Despite Montreal’s strong participation in International Women’s Day, for some it has not been without skepticism. “I think that [International Women’s Day] is often a thing that is co-opted by a lot of white Western women,” McGill student and staffer at the Union for Gender Empowerment Nicholle Savoie told The Daily.
“There’s this idea of solidarity in a woman’s experience, but this idea of a woman’s experience really often means a white, middle-class, Western woman’s experience,” Savoie said. “I’m not totally convinced of this idea of women as a whole, because I think that can often really [hide] difference of oppression.”
The theme of this year’s March 8 demonstration in Montreal was solidarity against precarity. According to Chew, the theme was meant to encompass the structural barriers that women, particularly minority women, face.
“It’s about the precariousness and insecurity of the lives of many women. [These can be] caused by things like economic austerity measures taken by governments that hit hardest the most vulnerable populations, [which are] usually women and other minorities.”
“The theme is on precariousness with regard to issues of health, reproductive health, [and] sexual violence,” Chew added. “We felt that more than ever we needed to draw attention to the precariousness of women’s lives.”
The day’s events began with a public meeting held at Dawson College, followed by the march. The march hosted speakers from different community organizations in Montreal, including the Filipino Women’s organization PINAY.

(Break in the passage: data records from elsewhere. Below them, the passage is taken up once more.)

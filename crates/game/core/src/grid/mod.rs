//! Terrain grid and the paint commands that build it.
//!
//! A [`Grid`] is produced once by a [`GridBuilder`] and never resized or
//! repainted afterwards. Renderers read it through [`Grid::rows`]; movement
//! validation reads it through [`Grid::is_walkable`].

mod builder;

pub use builder::{GridBuilder, PaintCommand};

use strum::{Display, EnumIter, EnumString, FromRepr};

use crate::state::Position;

/// Canonical terrain classes. The discriminant is the terrain code.
#[derive(
    Clone, Copy, Debug, Default, PartialEq, Eq, Hash, Display, EnumString, EnumIter, FromRepr,
)]
#[strum(ascii_case_insensitive)]
#[cfg_attr(feature = "serde", derive(serde::Serialize, serde::Deserialize))]
#[repr(u8)]
pub enum Terrain {
    #[default]
    Plain = 0,
    Mountain = 1,
    Forest = 2,
    Fortress = 3,
    Water = 4,
    Wall = 5,
}

impl Terrain {
    pub const fn code(self) -> u8 {
        self as u8
    }

    pub fn from_code(code: u8) -> Option<Self> {
        Self::from_repr(code)
    }

    pub const fn is_walkable(self) -> bool {
        matches!(self, Terrain::Plain | Terrain::Forest | Terrain::Fortress)
    }

    /// Single-character glyph used by text renderers and fixtures.
    pub const fn glyph(self) -> char {
        match self {
            Terrain::Plain => '.',
            Terrain::Mountain => '^',
            Terrain::Forest => 'T',
            Terrain::Fortress => 'F',
            Terrain::Water => '~',
            Terrain::Wall => '#',
        }
    }
}

#[derive(Clone, Copy, Debug, PartialEq, Eq, Hash)]
#[cfg_attr(feature = "serde", derive(serde::Serialize, serde::Deserialize))]
pub struct GridDimensions {
    pub cols: u32,
    pub rows: u32,
}

impl GridDimensions {
    pub const fn new(cols: u32, rows: u32) -> Self {
        Self { cols, rows }
    }

    pub fn contains(&self, position: Position) -> bool {
        position.x >= 0
            && position.y >= 0
            && (position.x as u32) < self.cols
            && (position.y as u32) < self.rows
    }

    pub fn area(&self) -> usize {
        self.cols as usize * self.rows as usize
    }

    fn index(&self, position: Position) -> Option<usize> {
        self.contains(position)
            .then(|| position.y as usize * self.cols as usize + position.x as usize)
    }
}

impl Default for GridDimensions {
    fn default() -> Self {
        Self::new(12, 8)
    }
}

/// Immutable terrain matrix, stored row-major.
#[derive(Clone, Debug, PartialEq, Eq)]
#[cfg_attr(feature = "serde", derive(serde::Serialize, serde::Deserialize))]
pub struct Grid {
    dimensions: GridDimensions,
    cells: Vec<Terrain>,
}

impl Grid {
    /// A grid filled with [`Terrain::Plain`].
    pub fn plain(dimensions: GridDimensions) -> Self {
        GridBuilder::new(dimensions).build()
    }

    pub fn dimensions(&self) -> GridDimensions {
        self.dimensions
    }

    pub fn contains(&self, position: Position) -> bool {
        self.dimensions.contains(position)
    }

    pub fn terrain(&self, position: Position) -> Option<Terrain> {
        self.dimensions
            .index(position)
            .map(|index| self.cells[index])
    }

    /// False for out-of-bounds cells.
    pub fn is_walkable(&self, position: Position) -> bool {
        self.terrain(position).is_some_and(Terrain::is_walkable)
    }

    /// Iterates rows from top to bottom.
    pub fn rows(&self) -> impl Iterator<Item = &[Terrain]> {
        self.cells.chunks(self.dimensions.cols.max(1) as usize)
    }

    /// The matrix as raw terrain codes.
    pub fn codes(&self) -> Vec<Vec<u8>> {
        self.rows()
            .map(|row| row.iter().map(|terrain| terrain.code()).collect())
            .collect()
    }
}

#[cfg(test)]
mod tests {
    use super::*;

    #[test]
    fn terrain_codes_round_trip() {
        use strum::IntoEnumIterator;

        for terrain in Terrain::iter() {
            assert_eq!(Terrain::from_code(terrain.code()), Some(terrain));
        }
        assert_eq!(Terrain::from_code(200), None);
        assert_eq!("mountain".parse::<Terrain>(), Ok(Terrain::Mountain));
    }

    #[test]
    fn out_of_bounds_cells_are_not_walkable() {
        let grid = Grid::plain(GridDimensions::new(3, 2));
        assert!(grid.is_walkable(Position::new(2, 1)));
        assert!(!grid.is_walkable(Position::new(3, 1)));
        assert!(!grid.is_walkable(Position::new(-1, 0)));
        assert_eq!(grid.terrain(Position::new(0, 2)), None);
    }

    #[test]
    fn codes_are_row_major() {
        let grid = GridBuilder::new(GridDimensions::new(3, 2))
            .cell(2, 0, Terrain::Water)
            .build();
        assert_eq!(grid.codes(), vec![vec![0, 0, 4], vec![0, 0, 0]]);
    }
}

“[Since the typhoon] many women are still living in migration centres, or makeshift tents in their communities, which exposes them to greater health risks and gender-based violence,” a representative from PINAY told the crowd of demo attendees. “After the aftermath of the typhoon, a number of rape incidents were reported, and because of the lack of work and livelihood, many women are prone to [being trafficked].”

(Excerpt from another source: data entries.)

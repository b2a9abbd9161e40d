//! Battle log lines shown under the grid.

use std::collections::VecDeque;

use tactics_core::{BattleOutcome, Event};

/// Bounded log of the most recent battle messages, oldest first.
#[derive(Clone, Debug)]
pub struct MessageLog {
    lines: VecDeque<String>,
    capacity: usize,
}

impl MessageLog {
    pub const DEFAULT_CAPACITY: usize = 6;

    pub fn new(capacity: usize) -> Self {
        Self {
            lines: VecDeque::with_capacity(capacity),
            capacity: capacity.max(1),
        }
    }

    pub fn push(&mut self, line: String) {
        if self.lines.len() == self.capacity {
            self.lines.pop_front();
        }
        self.lines.push_back(line);
    }

    /// Records `event` if it is worth a line.
    pub fn record(&mut self, event: &Event) {
        if let Some(line) = describe(event) {
            self.push(line);
        }
    }

    pub fn lines(&self) -> impl Iterator<Item = &str> {
        self.lines.iter().map(String::as_str)
    }

    pub fn len(&self) -> usize {
        self.lines.len()
    }

    pub fn is_empty(&self) -> bool {
        self.lines.is_empty()
    }
}

impl Default for MessageLog {
    fn default() -> Self {
        Self::new(Self::DEFAULT_CAPACITY)
    }
}

fn describe(event: &Event) -> Option<String> {
    let line = match event {
        Event::UnitMoved { unit, from, to } => format!("{unit} moved {from} -> {to}"),
        Event::Attacked(report) => format!(
            "{} hits {} for {} ({} hp left)",
            report.attacker, report.defender, report.damage, report.defender_hp
        ),
        Event::UnitDefeated { unit, faction } => format!("{unit} ({faction}) is defeated"),
        Event::TurnAdvanced { number, faction, .. } => format!("Turn {number}: {faction} phase"),
        Event::BattleEnded(BattleOutcome::Victory(faction)) => format!("{faction} wins the battle"),
        Event::BattleEnded(BattleOutcome::Draw) => "The battle ends in a draw".to_string(),
        Event::ActionRejected { command, rejection } => format!("{command}: {rejection}"),
        Event::PhaseChanged { .. } | Event::CursorMoved { .. } => return None,
    };
    Some(line)
}

#[cfg(test)]
mod tests {
    use super::*;
    use tactics_core::{AttackReport, Faction, Position, UnitId};

    #[test]
    fn keeps_only_the_newest_lines() {
        let mut log = MessageLog::new(2);
        log.push("one".into());
        log.push("two".into());
        log.push("three".into());
        assert_eq!(log.lines().collect::<Vec<_>>(), vec!["two", "three"]);
    }

    #[test]
    fn cursor_and_phase_noise_is_skipped() {
        let mut log = MessageLog::default();
        log.record(&Event::CursorMoved {
            position: Position::new(1, 1),
            direction: None,
        });
        assert!(log.is_empty());

        log.record(&Event::Attacked(AttackReport {
            attacker: UnitId(1),
            defender: UnitId(2),
            damage: 6,
            defender_hp: 14,
            defeated: false,
        }));
        log.record(&Event::BattleEnded(BattleOutcome::Victory(Faction::Player)));
        assert_eq!(
            log.lines().collect::<Vec<_>>(),
            vec!["#1 hits #2 for 6 (14 hp left)", "Player wins the battle"]
        );
    }
}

The subtitle of this year’s theme was “smash the glass cage.” Chew explained that despite people believing that there is legal equality and the public recognition of official women’s rights, in many parts of the world, there “are so many factors that keep women down, keep them back. So it’s a glass cage; it’s there but it’s not always as evident.” She added that often people’s experience was very different than legal forms of equality.
This year’s Women’s Day event also drew attention to the Charter of Values proposed by the Parti Quebecois (PQ), which seeks to ban all religious symbols for public employees in Quebec.
“The PQ’s Charter of Values was topmost on the minds of many of us [on the committee],” Chew said. “Not because we felt there is a problem with secularism, but we were really opposed to the way the government was using the notion of secularism to target vulnerable populations, particularly Muslim women and making an issue where there wasn’t and generating so much racism and xenophobia.”